Adorni, en la mira por contradicciones sobre su patrimonio

NewsITe
El jefe de Gabinete, Manuel Adorni, enfrenta un creciente escándalo político y judicial luego de admitir públicamente que omitió declarar unos 500.000 dólares en sus declaraciones juradas patrimoniales, contradiciendo así lo que él mismo había sostenido ante el Congreso y ante la prensa semanas atrás.
La controversia se desató tras una entrevista televisiva en la señal La Nación+, donde Adorni reconoció que no informó ante la Oficina Anticorrupción la existencia de ahorros en dólares generados, según su propio relato, a partir de inversiones en criptomonedas realizadas “en negro”. Allí explicó que habría invertido 200.000 dólares y obtenido una ganancia de otros 300.000, suma que mantuvo fuera de sus declaraciones oficiales para evitar, dijo, que “la vieja política” se quedara con su dinero.
Estas afirmaciones chocan de lleno con lo que el funcionario había manifestado el 29 de abril en la Cámara de Diputados, cuando aseguró haber cumplido “con todas las obligaciones previstas en la Ley de Ética Pública” y afirmó que en el componente público de su declaración se encontraba “el detalle de todos los bienes” que integran su patrimonio, remarcando que “nunca existió ocultación alguna”.

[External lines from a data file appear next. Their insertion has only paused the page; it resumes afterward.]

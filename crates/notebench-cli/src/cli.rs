use std::path::PathBuf;

use clap::{Parser, Subcommand};

#[derive(Debug, Parser)]
#[command(name = "notebench")]
#[command(about = "Benchmark notes backends and report the results", long_about = None)]
pub struct Cli {
    #[command(subcommand)]
    pub command: Commands,
}

#[derive(Debug, Subcommand)]
pub enum Commands {
    /// Execute a load scenario against a backend and write its result CSVs
    Run {
        /// Base URL of the backend under test
        #[arg(long)]
        url: String,

        /// Scenario JSON file; the built-in notes scenario when omitted
        #[arg(long)]
        scenario: Option<PathBuf>,

        /// Concurrent virtual users (overrides the scenario default)
        #[arg(long)]
        users: Option<u32>,

        /// Users spawned per second during ramp-up
        #[arg(long)]
        spawn_rate: Option<f64>,

        /// Run duration in seconds
        #[arg(long)]
        duration: Option<u64>,

        /// Directory the result CSVs are written to
        #[arg(long)]
        out: PathBuf,

        /// Docker container of the backend, for resource sampling
        #[arg(long, requires = "db_container")]
        benchmark_container: Option<String>,

        /// Docker container of the database, for resource sampling
        #[arg(long, requires = "benchmark_container")]
        db_container: Option<String>,
    },

    /// Discover runs under a results root and produce the report artifacts
    Report {
        /// Results root to scan for run directories
        #[arg(long)]
        root: PathBuf,

        /// Skip regenerating the README
        #[arg(long)]
        no_readme: bool,

        /// Skip writing the JSON data document
        #[arg(long)]
        no_json: bool,
    },
}

#[cfg(test)]
mod tests {
    use super::*;

    #[test]
    fn run_parses_with_overrides() {
        let cli = Cli::try_parse_from([
            "notebench",
            "run",
            "--url",
            "http://localhost:8000",
            "--users",
            "100",
            "--duration",
            "30",
            "--out",
            "results/rust/axum",
        ])
        .expect("parse");
        match cli.command {
            Commands::Run {
                url,
                users,
                duration,
                out,
                scenario,
                ..
            } => {
                assert_eq!(url, "http://localhost:8000");
                assert_eq!(users, Some(100));
                assert_eq!(duration, Some(30));
                assert_eq!(out, PathBuf::from("results/rust/axum"));
                assert!(scenario.is_none());
            }
            _ => panic!("expected run"),
        }
    }

    #[test]
    fn container_flags_must_come_in_pairs() {
        let result = Cli::try_parse_from([
            "notebench",
            "run",
            "--url",
            "http://localhost:8000",
            "--out",
            "results",
            "--benchmark-container",
            "backend",
        ]);
        assert!(result.is_err());
    }

    #[test]
    fn report_parses_artifact_switches() {
        let cli = Cli::try_parse_from(["notebench", "report", "--root", "results", "--no-readme"])
            .expect("parse");
        match cli.command {
            Commands::Report {
                root,
                no_readme,
                no_json,
            } => {
                assert_eq!(root, PathBuf::from("results"));
                assert!(no_readme);
                assert!(!no_json);
            }
            _ => panic!("expected report"),
        }
    }
}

Investigación judicial y dudas sobre la transparencia
Las nuevas declaraciones se conocen en medio de una causa judicial en la que el fiscal federal Gerardo Pollicita y el juez Ariel Lijo investigan a Adorni por presunto enriquecimiento ilícito y lavado de activos. El foco de la pesquisa está puesto en inversiones y gastos que no guardarían relación con sus ingresos declarados, tanto previos a su desembarco en la administración pública como en su actual rol en el Gobierno nacional.
La investigación también alcanza movimientos económicos atribuidos a su esposa, Bettina Angeletti, y se centra en determinar si existieron maniobras para disimular el verdadero alcance del patrimonio familiar. En este contexto, la admisión de haber ahorrado en dólares no declarados podría convertirse en un elemento relevante para la causa.
El propio Adorni había intentado despejar sospechas el 4 de mayo, durante una conferencia de prensa en Casa Rosada. Consultado por periodistas sobre su situación patrimonial, sostuvo entonces: “Quédense tranquilos que efectivamente todo lo que tiene que estar declarado está declarado, en cada uno de los organismos tal como corresponde”. Aquella afirmación quedó ahora bajo severo cuestionamiento.
Impacto político y rol del Presidente Milei
El caso abre interrogantes sobre el estándar de transparencia exigido a los altos funcionarios y sobre el conocimiento que el presidente Javier Milei tenía de la situación. En declaraciones previas, Adorni había asegurado que el mandatario confió siempre en su versión de los hechos. “Yo al Presidente le dije que tenía todo para demostrarle que todo era falso y el Presidente siempre confió ciegamente en mí. No hizo falta que le muestre nada”, relató.
La admisión pública de haber ocultado un monto tan significativo, sumada a la referencia a ahorros “en negro” y operaciones con criptomonedas por fuera de los canales formales, reaviva el debate sobre la ética pública, los controles de la Oficina Anticorrupción y la obligación de los funcionarios de declarar de manera completa y veraz su patrimonio.
Mientras la causa judicial avanza, el oficialismo deberá evaluar el costo político del episodio y la oposición ya exige explicaciones más detalladas en el Congreso, así como el acceso íntegro a las declaraciones patrimoniales del jefe de Gabinete. El futuro de Adorni en el Gabinete y el impacto del caso en la agenda de transparencia del Gobierno quedarán atados a la evolución de la investigación y a las respuestas que la Casa Rosada decida ofrecer.